Look through the entries for the string "tracing", and copy each line that holds it.

Dataset entries
*** Begin section ***
//! FIFO waitlist: tail appends, head promotion and dense renumbering.
//!
//! Every function here runs inside the caller's per-event critical section
//! and transaction.

use crate::admission::fits;
use crate::attendees::AttendeeRepository;
use crate::counters::{self, Slot};
use crate::error::TurnoutError;
use crate::store::Store;
use crate::types::{Attendee, Event, EventId};

/// Position for a newcomer at the tail of the queue.
pub fn next_position<S: Store>(store: &S, event_id: &EventId) -> Result<u32, TurnoutError> {
    Ok(store.attendees().waitlist_len(event_id)? + 1)
}

/// Renumbers the remaining waitlisted records `1..=n` in their current
/// order. Returns how many positions had to change.
pub fn reindex<S: Store>(store: &S, event_id: &EventId) -> Result<u32, TurnoutError> {
    let entries = store.attendees().waitlist(event_id)?;
    let mut changed = 0;
    for (index, entry) in entries.iter().enumerate() {
        let position = u32::try_from(index + 1).map_err(|_| TurnoutError::Internal {
            message: "waitlist too long".to_string(),
        })?;
        if entry.waitlist_position != position {
            store
                .attendees()
                .set_waitlist_position(event_id, &entry.user_id, position)?;
            changed += 1;
        }
    }
    if changed > 0 {
        tracing::debug!(event_id = %event_id, changed, len = entries.len(), "waitlist reindexed");
    }
    Ok(changed)
}

/// Admits waitlisted parties from the head while the head fits.
///
/// Stops at the first head whose whole party does not fit, so a smaller
/// party further back never overtakes it. Returns the promoted records in
/// promotion order; the queue is reindexed if anything moved.
pub fn promote<S: Store>(store: &S, event: &mut Event) -> Result<Vec<Attendee>, TurnoutError> {
    let mut promoted = Vec::new();
    while let Some(head) = store.attendees().waitlist_head(&event.id)? {
        let occupied = if event.is_unlimited() {
            0
        } else {
            store.attendees().occupied(&event.id, None)?
        };
        if !fits(event.max_attendees, occupied, head.party_size()) {
            tracing::debug!(
                event_id = %event.id,
                user_id = %head.user_id,
                party = head.party_size(),
                occupied,
                max = event.max_attendees,
                "waitlist head does not fit"
            );
            break;
        }

        let mut admitted = head.clone();
        admitted.leave_waitlist();
        store.attendees().upsert(&admitted)?;
        counters::sync(store, event, Some(Slot::of(&head)), Some(Slot::of(&admitted)))?;
        tracing::info!(
            event_id = %event.id,
            user_id = %admitted.user_id,
            position = head.waitlist_position,
            party = admitted.party_size(),
            "promoted from waitlist"
        );
        promoted.push(admitted);
    }
    if !promoted.is_empty() {
        reindex(store, &event.id)?;
    }
    Ok(promoted)
}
*** End section ***
▶ EXERCISE ANSWER:
        tracing::debug!(event_id = %event_id, changed, len = entries.len(), "waitlist reindexed");
            tracing::debug!(
        tracing::info!(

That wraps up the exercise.